Mode Comparison Table
| Mode | File Edits | Command Execution | Best For |
|---|---|---|---|
| suggest | Requires approval | Requires approval | Production work, learning, sensitive code |
| auto-edit | Auto-approved | Requires approval | Development work, trusted file changes |
| full-auto | Auto-approved | Auto-approved | CI/CD pipelines, isolated containers, demos |
Suggest Mode (Default)
Suggest mode is the safest option and the default setting. Every action requires your explicit approval before execution.
Behavior:
- Shows proposed file changes in a diff view
- Waits for confirmation before writing any files
- Displays commands before running them
- Allows you to edit or reject any proposed changes
When to use:
- Working with production code
- Learning how Codex operates
- Reviewing AI-generated code before applying
- Any situation where mistakes are costly
Auto-Edit Mode
Auto-edit mode automatically applies file changes but still requires approval for shell commands. This strikes a balance between speed and safety.
Behavior:
- Applies file edits immediately without prompting
- Still requires approval for shell commands
- Shows a summary of changes made
- Allows undo via Git if needed
When to use:
- Active development with version control
- Trusted refactoring tasks
- When you want faster iteration on code changes
- Projects where you can easily revert changes
Full-Auto Mode
Full-auto mode gives Codex complete autonomy to execute both file changes and commands without any confirmation. Use this mode with extreme caution.
Behavior:
- Applies all file edits automatically
- Executes all shell commands without prompting
- Operates completely autonomously
- No human intervention in the loop
When to use:
- Disposable development containers
- Isolated CI/CD pipeline environments
- Demonstration or testing scenarios
- When you fully trust the operations being performed
Configuring Approval Modes
Command Line Flag
Set the approval mode for a single session using the --approval-mode flag:
# Use suggest mode (most restrictive)
codex --approval-mode suggest "refactor the authentication module"
# Use auto-edit mode (balanced)
codex --approval-mode auto-edit "add error handling to all functions"

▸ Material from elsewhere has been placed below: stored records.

use crate::cache_keys::CacheKey;
use crate::ports::Backend;
use crate::query::QueryClient;
use chrono::{DateTime, Utc};
use serde::Serialize;
use shared::{Error, Result};
use shared_http::api::{
    ConnectionProvider, InstagramConnectionStatus, Platform, PlatformAccount,
    PlatformConnectionStatus, User, YouTubeChannel,
};
use std::sync::Arc;
use tracing::warn;

/// Static publishing rules for one platform.
#[derive(Debug, Clone, Copy, PartialEq, Eq, Serialize)]
#[serde(rename_all = "camelCase")]
pub struct PlatformConfig {
    pub platform: Platform,
    pub name: &'static str,
    pub color: &'static str,
    pub content_limit: usize,
    pub supported_media: &'static [&'static str],
    pub has_hashtags: bool,
    pub has_mentions: bool,
    #[serde(skip_serializing_if = "Option::is_none")]
    pub image_limit: Option<usize>,
    #[serde(skip_serializing_if = "Option::is_none")]
    pub video_limit: Option<usize>,
}

pub static PLATFORM_CONFIGS: [PlatformConfig; 5] = [
    PlatformConfig {
        platform: Platform::Instagram,
        name: "Instagram",
        color: "#E4405F",
        content_limit: 2200,
        supported_media: &["image", "video", "carousel"],
        has_hashtags: true,
        has_mentions: true,
        image_limit: None,
        video_limit: None,
    },
    PlatformConfig {
        platform: Platform::Facebook,
        name: "Facebook",
        color: "#1877F2",
        content_limit: 63206,
        supported_media: &["image", "video", "carousel", "link"],
        has_hashtags: true,
        has_mentions: true,
        image_limit: None,
        video_limit: None,
    },
    PlatformConfig {
        platform: Platform::Twitter,
        name: "Twitter",
        color: "#000000",
        content_limit: 280,
        supported_media: &["image", "video", "gif"],
        has_hashtags: true,
        has_mentions: true,
        image_limit: None,
        video_limit: None,
    },
    PlatformConfig {
        platform: Platform::Linkedin,
        name: "LinkedIn",
        color: "#0A66C2",
        content_limit: 3000,
        supported_media: &["image", "video", "document"],
        has_hashtags: true,
        has_mentions: false,
        // one image per post through the API
        image_limit: Some(1),
        video_limit: None,
    },
    PlatformConfig {
        platform: Platform::Youtube,
        name: "YouTube",
        color: "#FF0000",
        content_limit: 5000,
        supported_media: &["video", "thumbnail"],
        has_hashtags: true,
        has_mentions: false,
        image_limit: None,
        video_limit: Some(1),
    },
];

impl PlatformConfig {
    pub fn for_platform(platform: Platform) -> Option<&'static PlatformConfig> {
        PLATFORM_CONFIGS.iter().find(|c| c.platform == platform)
    }

    pub fn supports(&self, media_kind: &str) -> bool {
        self.supported_media.contains(&media_kind)
    }
}

/// Check post content against the limits of every targeted platform.
pub fn validate_content(content: &str, platforms: &[Platform]) -> Result<()> {
    let length = content.chars().count();
    for platform in platforms {
        let Some(config) = PlatformConfig::for_platform(*platform) else {
            continue;
        };
        if length > config.content_limit {
            return Err(Error::Validation(format!(
                "{} posts are limited to {} characters ({} given)",
                config.name, config.content_limit, length
            )));
        }
    }
    Ok(())
}

/// A platform's static config merged with the user's connection for it.
#[derive(Debug, Clone, PartialEq, Serialize)]
#[serde(rename_all = "camelCase")]
pub struct PlatformStatus {
    #[serde(flatten)]
    pub config: PlatformConfig,
    pub connected: bool,
    pub username: Option<String>,
    pub connected_at: Option<DateTime<Utc>>,
    /// Accounts reported by the platform's own status endpoints.
    #[serde(skip_serializing_if = "Vec::is_empty")]
    pub accounts: Vec<PlatformAccount>,
}

impl PlatformStatus {
    /// One entry per known platform, in catalog order.
    pub fn merge(user: Option<&User>) -> Vec<PlatformStatus> {
        Self::merge_with(user, &[])
    }

    /// Like [`merge`](Self::merge), adding the accounts each provider reports.
    /// A platform counts as connected when either source says so.
    pub fn merge_with(
        user: Option<&User>,
        reported: &[(Platform, PlatformConnectionStatus)],
    ) -> Vec<PlatformStatus> {
        let linked = user.map(|u| u.connected_accounts.as_slice()).unwrap_or_default();
        PLATFORM_CONFIGS
            .iter()
            .map(|config| {
                let account = linked.iter().find(|a| a.platform == config.platform);
                let statuses = reported.iter().filter(|(p, _)| *p == config.platform);

                let mut accounts: Vec<PlatformAccount> = Vec::new();
                let mut provider_connected = false;
                for (_, status) in statuses {
                    provider_connected |= status.connected;
                    for reported in &status.accounts {
                        if !accounts.iter().any(|a| a.id == reported.id) {
                            accounts.push(reported.clone());
                        }
                    }
                }

                PlatformStatus {
                    config: *config,
                    connected: account.is_some() || provider_connected,
                    username: account
                        .and_then(|a| a.username.clone())
                        .or_else(|| accounts.first().and_then(|a| a.username.clone())),
                    connected_at: account.and_then(|a| a.connected_at),
                    accounts,
                }
            })
            .collect()
    }
}

/// Which platforms the current user has connected.
///
/// Combines the user's `connectedAccounts` with the Instagram and provider
/// status endpoints. A failing status endpoint only drops its own platform's
/// accounts.
pub struct ConnectedPlatforms {
    backend: Arc<dyn Backend>,
    queries: QueryClient,
}

impl ConnectedPlatforms {
    pub fn new(backend: Arc<dyn Backend>, queries: QueryClient) -> Self {
        Self { backend, queries }
    }

    pub async fn fetch(&self) -> Result<Vec<PlatformStatus>> {
        let backend = Arc::clone(&self.backend);
        let user: User = self
            .queries
            .fetch(CacheKey::CurrentUser, || async move {
                backend.current_user().await?.into_data()
            })
            .await
            .map_err(|e| e.or_context("Failed to fetch connected platforms"))?;

        let (instagram, linkedin, linkedin_business, youtube, twitter) = tokio::join!(
            self.instagram_status(),
            self.provider_status(ConnectionProvider::Linkedin),
            self.provider_status(ConnectionProvider::LinkedinBusiness),
            self.youtube_status(),
            self.provider_status(ConnectionProvider::Twitter),
        );

        let reported: Vec<(Platform, PlatformConnectionStatus)> = [
            (Platform::Instagram, instagram),
            (Platform::Linkedin, linkedin),
            (Platform::Linkedin, linkedin_business),
            (Platform::Youtube, youtube),
            (Platform::Twitter, twitter),
        ]
        .into_iter()
        .filter_map(|(platform, status)| match status {
            Ok(status) => Some((platform, status)),
            Err(e) => {
                warn!("Could not read {} connection status: {}", platform, e);
                None
            }
        })
        .collect();

        Ok(PlatformStatus::merge_with(Some(&user), &reported))
    }

    /// Drop every cached connection status and fetch again.
    pub async fn refetch(&self) -> Result<Vec<PlatformStatus>> {
        let mut keys = vec![
            CacheKey::CurrentUser,
            CacheKey::InstagramStatus,
            CacheKey::YouTubeChannel,
        ];
        keys.extend(ConnectionProvider::ALL.into_iter().map(CacheKey::ProviderStatus));
        self.queries.invalidate_all(&keys).await;
        self.fetch().await
    }

    pub async fn connected(&self) -> Result<Vec<PlatformStatus>> {
        Ok(self.fetch().await?.into_iter().filter(|p| p.connected).collect())
    }

    pub async fn disconnected(&self) -> Result<Vec<PlatformStatus>> {
        Ok(self.fetch().await?.into_iter().filter(|p| !p.connected).collect())
    }

    pub async fn is_connected(&self, platform: Platform) -> Result<bool> {
        Ok(self
            .fetch()
            .await?
            .iter()
            .any(|p| p.config.platform == platform && p.connected))
    }

    async fn instagram_status(&self) -> Result<PlatformConnectionStatus> {
        let backend = Arc::clone(&self.backend);
        let status: InstagramConnectionStatus = self
            .queries
            .fetch(CacheKey::InstagramStatus, || async move {
                Ok(backend
                    .instagram_connection_status()
                    .await?
                    .into_optional()?
                    .unwrap_or_default())
            })
            .await?;
        Ok(PlatformConnectionStatus {
            connected: status.connected,
            accounts: status.accounts.into_iter().map(PlatformAccount::from).collect(),
            extra: status.extra,
        })
    }

    async fn provider_status(&self, provider: ConnectionProvider) -> Result<PlatformConnectionStatus> {
        let backend = Arc::clone(&self.backend);
        self.queries
            .fetch(CacheKey::ProviderStatus(provider), || async move {
                Ok(backend
                    .provider_status(provider)
                    .await?
                    .into_optional()?
                    .unwrap_or_default())
            })
            .await
    }

    /// The YouTube status, with the connected channel added as an account.
    async fn youtube_status(&self) -> Result<PlatformConnectionStatus> {
        let mut status = self.provider_status(ConnectionProvider::Youtube).await?;
        if !status.connected {
            return Ok(status);
        }

        let backend = Arc::clone(&self.backend);
        let channel: Option<YouTubeChannel> = self
            .queries
            .fetch(CacheKey::YouTubeChannel, || async move {
                backend.youtube_channel().await?.into_optional()
            })
            .await?;
        if let Some(channel) = channel {
            if !status.accounts.iter().any(|a| a.id == channel.id) {
                status.accounts.push(channel.into());
            }
        }
        Ok(status)
    }
}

# Use full-auto mode (least restrictive)
codex --approval-mode full-auto "run the test suite and fix failures"
Global Configuration
Set a default approval mode in your global config file.
Location: ~/.codex/config.toml
# Set default approval mode
approval_mode = "auto-edit"
Project-Level Configuration
Override the global setting for specific projects by creating a config file in the project directory.

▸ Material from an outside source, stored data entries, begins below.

use crate::errors::{normalize_error, unparseable_body};
use buzz::SessionRepository;
use reqwest::{Client, Method, RequestBuilder, StatusCode};
use serde::Serialize;
use serde::de::DeserializeOwned;
use serde_json::Value;
use shared::config::{Config, normalize_base_url};
use shared::{Error, Result};
use shared_http::api::ApiResponse;
use std::fmt;
use std::sync::Arc;
use std::time::Duration;
use tracing::{debug, error, trace, warn};

const NGROK_HEADER: &str = "ngrok-skip-browser-warning";

/// Join `endpoint` onto `base` with exactly one slash, without doubling an
/// `/api` prefix the base already ends with.
pub fn build_url(base: &str, endpoint: &str) -> String {
    let base = base.trim_end_matches('/');
    let mut endpoint = if endpoint.starts_with('/') {
        endpoint.to_string()
    } else {
        format!("/{}", endpoint)
    };

    if base.ends_with("/api") && endpoint.starts_with("/api/") {
        endpoint = endpoint["/api".len()..].to_string();
    }
    format!("{}{}", base, endpoint)
}

/// Responses from these endpoints are polled often; their bodies stay out of the log.
fn is_quiet(endpoint: &str) -> bool {
    endpoint.contains("/status") || endpoint.contains("/health")
}

/// reqwest client for the BuzzConnect REST API.
///
/// Attaches the session's bearer token to every request and turns non-2xx
/// answers into typed [`Error`]s.
#[derive(Clone)]
pub struct ApiClient {
    client: Client,
    base_url: String,
    session: Arc<dyn SessionRepository>,
    timeout: Option<Duration>,
    ngrok: bool,
}

impl fmt::Debug for ApiClient {
    fn fmt(&self, f: &mut fmt::Formatter<'_>) -> fmt::Result {
        f.debug_struct("ApiClient")
            .field("base_url", &self.base_url)
            .field("timeout", &self.timeout)
            .field("ngrok", &self.ngrok)
            .finish()
    }
}

impl ApiClient {
    pub fn new(config: &Config, session: Arc<dyn SessionRepository>) -> Result<Self> {
        let mut builder = Client::builder();
        if let Some(timeout) = config.request_timeout {
            builder = builder.timeout(timeout);
        }
        let client = builder
            .build()
            .map_err(|e| Error::Internal(format!("failed to build HTTP client: {}", e)))?;

        let base_url = normalize_base_url(&config.api_base_url);
        debug!("ApiClient initialized with base URL {}", base_url);
        Ok(Self {
            client,
            base_url,
            session,
            timeout: config.request_timeout,
            ngrok: config.is_ngrok(),
        })
    }

    pub fn base_url(&self) -> &str {
        &self.base_url
    }

    pub fn url(&self, endpoint: &str) -> String {
        build_url(&self.base_url, endpoint)
    }

    pub(crate) async fn get<T: DeserializeOwned>(&self, endpoint: &str) -> Result<ApiResponse<T>> {
        let request = self.prepare(Method::GET, endpoint).await;
        self.execute(endpoint, request).await
    }

    pub(crate) async fn get_with_query<T: DeserializeOwned>(
        &self,
        endpoint: &str,
        query: &[(&str, String)],
    ) -> Result<ApiResponse<T>> {
        let request = self.prepare(Method::GET, endpoint).await.query(query);
        self.execute(endpoint, request).await
    }

    pub(crate) async fn send_json<B, T>(
        &self,
        method: Method,
        endpoint: &str,
        body: &B,
    ) -> Result<ApiResponse<T>>
    where
        B: Serialize + ?Sized,
        T: DeserializeOwned,
    {
        let request = self.prepare(method, endpoint).await.json(body);
        self.execute(endpoint, request).await
    }

    /// A request without a body (DELETE, bodiless POST/PATCH).
    pub(crate) async fn send_empty<T: DeserializeOwned>(
        &self,
        method: Method,
        endpoint: &str,
    ) -> Result<ApiResponse<T>> {
        let request = self.prepare(method, endpoint).await;
        self.execute(endpoint, request).await
    }

    pub(crate) async fn send_multipart<T: DeserializeOwned>(
        &self,
        endpoint: &str,
        form: reqwest::multipart::Form,
    ) -> Result<ApiResponse<T>> {
        let request = self.prepare(Method::POST, endpoint).await.multipart(form);
        self.execute(endpoint, request).await
    }

    async fn prepare(&self, method: Method, endpoint: &str) -> RequestBuilder {
        let url = self.url(endpoint);
        debug!("API request: {} {}", method, url);

        let mut request = self.client.request(method, &url);
        if let Some(token) = self.session.token().await {
            request = request.bearer_auth(token);
        }
        if self.ngrok {
            request = request.header(NGROK_HEADER, "true");
        }
        request
    }

    async fn execute<T: DeserializeOwned>(
        &self,
        endpoint: &str,
        request: RequestBuilder,
    ) -> Result<ApiResponse<T>> {
        let response = request.send().await.map_err(|e| self.transport_error(endpoint, e))?;
        let status = response.status();
        debug!("API response: {} {}", endpoint, status);

        if status == StatusCode::NOT_MODIFIED {
            return Ok(ApiResponse::not_modified());
        }
        if status == StatusCode::TOO_MANY_REQUESTS {
            warn!("Rate limited on {}", endpoint);
            return Err(Error::RateLimited);
        }

        let text = response
            .text()
            .await
            .map_err(|e| self.transport_error(endpoint, e))?;
        if status.is_success() && text.trim().is_empty() {
            debug!("Empty {} response from {}", status, endpoint);
            return Ok(ApiResponse::no_content());
        }

        let body: Value = match serde_json::from_str(&text) {
            Ok(body) => {
                if !is_quiet(endpoint) {
                    trace!("API response data from {}: {}", endpoint, text);
                }
                body
            }
            Err(e) => {
                warn!("Unparseable response from {} ({}): {}", endpoint, status, e);
                unparseable_body(status.as_u16())
            }
        };

        if !status.is_success() {
            let err = normalize_error(status.as_u16(), endpoint, &body);
            error!("API error from {}: {} ({})", endpoint, err, status);
            return Err(err);
        }

        serde_json::from_value(body).map_err(|e| {
            error!("Unexpected response shape from {}: {}", endpoint, e);
            Error::Decode(e.to_string())
        })
    }

    fn transport_error(&self, endpoint: &str, e: reqwest::Error) -> Error {
        if e.is_timeout() {
            let millis = self.timeout.map(|t| t.as_millis() as u64).unwrap_or_default();
            warn!("Request to {} timed out after {} ms", endpoint, millis);
            return Error::Timeout(millis);
        }
        if e.is_decode() {
            return Error::Decode(e.to_string());
        }
        error!("API request to {} failed: {}", endpoint, e);
        Error::Connection(format!(
            "Unable to connect to server. Please check if the backend is running at {}",
            self.base_url
        ))
    }
}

Location: <project-root>/.codex/config.toml
# This project uses stricter controls
approval_mode = "suggest"
Project configuration takes precedence over global configuration, allowing you to enforce stricter controls on sensitive projects.
Sandbox Mode Configuration
The sandbox isolates Codex's operations to prevent unintended changes to your system. This is particularly important when running shell commands.
Sandbox Options
| Sandbox Setting | Description | Use Case |
|---|---|---|
| docker | Runs commands in a Docker container | Maximum isolation, testing untrusted code |
| none | Commands run directly on your system | Full system access, trusted operations |
Configuring the Sandbox
In config.toml:
# Use Docker sandbox for command execution
sandbox = "docker"
# Or disable sandbox for full system access
sandbox = "none"
Via command line:
# Run with Docker sandbox
codex --sandbox docker "install dependencies and run tests"
# Run without sandbox
codex --sandbox none "deploy to production"
When to Use the Sandbox
Enable sandbox (docker) when:
- Testing AI-generated scripts for the first time
- Working with unfamiliar codebases
- Running commands that could modify system state
- In shared development environments
- Learning or experimenting with Codex
Disable sandbox (none) when:
- You need access to system tools not available in Docker
- Running trusted, well-understood commands
- Working with local services (databases, servers)
- Performance is critical
Switching Modes During Sessions
You can change approval modes mid-session using the /mode command without restarting Codex.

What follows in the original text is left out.